====== Data in this exercise

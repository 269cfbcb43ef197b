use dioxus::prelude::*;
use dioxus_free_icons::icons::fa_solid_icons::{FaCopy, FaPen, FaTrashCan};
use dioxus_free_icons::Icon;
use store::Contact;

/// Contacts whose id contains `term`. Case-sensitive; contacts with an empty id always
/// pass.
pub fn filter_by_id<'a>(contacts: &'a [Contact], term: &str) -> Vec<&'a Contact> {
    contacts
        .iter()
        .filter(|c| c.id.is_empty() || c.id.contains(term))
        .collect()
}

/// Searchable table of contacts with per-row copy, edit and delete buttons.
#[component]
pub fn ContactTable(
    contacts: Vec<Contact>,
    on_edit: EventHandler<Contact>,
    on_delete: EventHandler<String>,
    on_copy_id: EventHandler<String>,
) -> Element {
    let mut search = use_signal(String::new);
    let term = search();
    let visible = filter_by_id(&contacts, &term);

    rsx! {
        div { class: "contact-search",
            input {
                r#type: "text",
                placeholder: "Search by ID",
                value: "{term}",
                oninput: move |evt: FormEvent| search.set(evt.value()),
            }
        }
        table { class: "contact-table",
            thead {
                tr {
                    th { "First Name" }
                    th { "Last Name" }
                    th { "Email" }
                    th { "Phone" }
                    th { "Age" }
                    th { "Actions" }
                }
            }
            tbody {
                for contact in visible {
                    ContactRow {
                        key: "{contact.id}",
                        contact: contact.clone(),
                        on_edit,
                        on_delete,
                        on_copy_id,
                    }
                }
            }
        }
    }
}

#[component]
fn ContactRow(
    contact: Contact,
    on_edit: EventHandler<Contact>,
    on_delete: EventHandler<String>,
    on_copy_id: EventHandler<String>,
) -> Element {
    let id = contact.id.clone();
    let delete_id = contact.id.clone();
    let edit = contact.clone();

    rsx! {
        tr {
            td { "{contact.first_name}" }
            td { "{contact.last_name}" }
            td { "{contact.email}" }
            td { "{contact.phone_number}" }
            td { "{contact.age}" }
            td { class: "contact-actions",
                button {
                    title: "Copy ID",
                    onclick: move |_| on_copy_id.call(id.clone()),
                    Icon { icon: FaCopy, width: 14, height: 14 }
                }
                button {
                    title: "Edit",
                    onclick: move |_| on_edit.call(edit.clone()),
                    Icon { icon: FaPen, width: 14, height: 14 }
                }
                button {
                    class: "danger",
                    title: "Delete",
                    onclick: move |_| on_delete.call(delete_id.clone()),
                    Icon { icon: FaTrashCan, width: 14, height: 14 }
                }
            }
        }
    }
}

============
====== Data in this exercise

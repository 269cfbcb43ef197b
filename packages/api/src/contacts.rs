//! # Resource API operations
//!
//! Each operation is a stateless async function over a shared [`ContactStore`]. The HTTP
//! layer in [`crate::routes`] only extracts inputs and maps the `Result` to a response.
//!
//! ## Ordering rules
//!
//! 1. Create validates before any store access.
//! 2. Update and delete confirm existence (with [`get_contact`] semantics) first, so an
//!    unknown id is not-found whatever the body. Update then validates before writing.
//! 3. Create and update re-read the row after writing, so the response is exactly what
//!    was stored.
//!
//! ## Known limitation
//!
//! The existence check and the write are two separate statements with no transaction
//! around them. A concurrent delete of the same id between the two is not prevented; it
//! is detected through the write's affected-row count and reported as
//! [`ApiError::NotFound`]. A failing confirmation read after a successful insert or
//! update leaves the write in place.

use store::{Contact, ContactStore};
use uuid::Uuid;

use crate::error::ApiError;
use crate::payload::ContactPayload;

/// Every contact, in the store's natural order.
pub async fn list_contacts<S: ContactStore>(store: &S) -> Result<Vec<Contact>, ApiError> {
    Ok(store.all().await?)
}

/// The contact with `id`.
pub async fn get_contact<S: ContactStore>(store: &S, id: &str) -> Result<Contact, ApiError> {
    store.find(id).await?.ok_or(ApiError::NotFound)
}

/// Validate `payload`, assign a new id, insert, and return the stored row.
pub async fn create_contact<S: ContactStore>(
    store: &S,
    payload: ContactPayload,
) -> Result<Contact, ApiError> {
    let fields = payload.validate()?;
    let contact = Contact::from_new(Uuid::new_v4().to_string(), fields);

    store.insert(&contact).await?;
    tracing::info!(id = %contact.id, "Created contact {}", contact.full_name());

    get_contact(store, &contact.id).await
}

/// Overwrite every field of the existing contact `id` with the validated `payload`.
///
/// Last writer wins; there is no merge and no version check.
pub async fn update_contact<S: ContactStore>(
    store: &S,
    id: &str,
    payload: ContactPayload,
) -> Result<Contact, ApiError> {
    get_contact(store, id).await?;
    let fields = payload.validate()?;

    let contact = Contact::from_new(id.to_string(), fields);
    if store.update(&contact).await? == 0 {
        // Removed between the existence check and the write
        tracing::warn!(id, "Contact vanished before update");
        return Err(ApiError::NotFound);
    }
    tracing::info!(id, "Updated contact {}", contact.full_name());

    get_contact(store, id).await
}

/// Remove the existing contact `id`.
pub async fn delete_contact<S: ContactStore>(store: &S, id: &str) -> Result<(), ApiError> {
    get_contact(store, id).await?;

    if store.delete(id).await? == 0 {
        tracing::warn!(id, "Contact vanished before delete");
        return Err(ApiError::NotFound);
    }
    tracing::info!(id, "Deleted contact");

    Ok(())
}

============
====== Data in this exercise

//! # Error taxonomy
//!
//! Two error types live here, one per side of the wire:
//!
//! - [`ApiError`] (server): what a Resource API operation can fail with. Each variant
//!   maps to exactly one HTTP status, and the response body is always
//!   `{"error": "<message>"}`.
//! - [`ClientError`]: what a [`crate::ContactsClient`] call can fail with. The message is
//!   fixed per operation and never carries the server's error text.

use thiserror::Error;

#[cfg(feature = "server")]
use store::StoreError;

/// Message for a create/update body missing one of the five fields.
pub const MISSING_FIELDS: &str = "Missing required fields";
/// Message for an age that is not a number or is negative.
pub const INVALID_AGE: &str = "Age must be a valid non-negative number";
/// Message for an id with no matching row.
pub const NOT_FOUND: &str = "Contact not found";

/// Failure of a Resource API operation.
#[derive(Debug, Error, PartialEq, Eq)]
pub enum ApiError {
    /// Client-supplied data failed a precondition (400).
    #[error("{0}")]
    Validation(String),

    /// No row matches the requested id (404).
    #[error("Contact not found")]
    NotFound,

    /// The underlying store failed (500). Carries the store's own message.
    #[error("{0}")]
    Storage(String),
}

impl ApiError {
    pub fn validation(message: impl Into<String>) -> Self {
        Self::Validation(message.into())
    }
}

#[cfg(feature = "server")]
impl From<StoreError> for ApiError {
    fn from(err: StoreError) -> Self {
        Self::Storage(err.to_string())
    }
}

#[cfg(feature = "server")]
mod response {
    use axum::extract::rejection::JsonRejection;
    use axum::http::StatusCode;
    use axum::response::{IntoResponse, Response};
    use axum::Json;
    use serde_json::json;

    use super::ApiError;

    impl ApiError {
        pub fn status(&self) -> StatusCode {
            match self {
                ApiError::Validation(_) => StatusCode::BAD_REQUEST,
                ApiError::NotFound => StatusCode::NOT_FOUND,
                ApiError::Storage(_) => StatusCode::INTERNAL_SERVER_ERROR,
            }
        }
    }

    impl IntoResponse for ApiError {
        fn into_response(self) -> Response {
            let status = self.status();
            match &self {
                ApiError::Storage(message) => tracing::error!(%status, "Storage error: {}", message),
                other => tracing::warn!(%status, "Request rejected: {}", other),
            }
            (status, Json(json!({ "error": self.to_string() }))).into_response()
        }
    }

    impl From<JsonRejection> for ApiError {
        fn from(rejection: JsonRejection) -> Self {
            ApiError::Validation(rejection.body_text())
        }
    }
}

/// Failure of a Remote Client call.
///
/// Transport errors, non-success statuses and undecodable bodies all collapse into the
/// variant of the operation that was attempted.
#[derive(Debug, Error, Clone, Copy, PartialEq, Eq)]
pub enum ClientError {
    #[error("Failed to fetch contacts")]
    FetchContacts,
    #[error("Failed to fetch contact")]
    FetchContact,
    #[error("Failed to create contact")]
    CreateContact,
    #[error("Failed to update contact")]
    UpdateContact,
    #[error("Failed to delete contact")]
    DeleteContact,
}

============

Work to complete: Please go through the entries and show every line with the word "Storage".

Exercise answer:
    Storage(String),
        Self::Storage(err.to_string())
                ApiError::Storage(_) => StatusCode::INTERNAL_SERVER_ERROR,
                ApiError::Storage(message) => tracing::error!(%status, "Storage error: {}", message),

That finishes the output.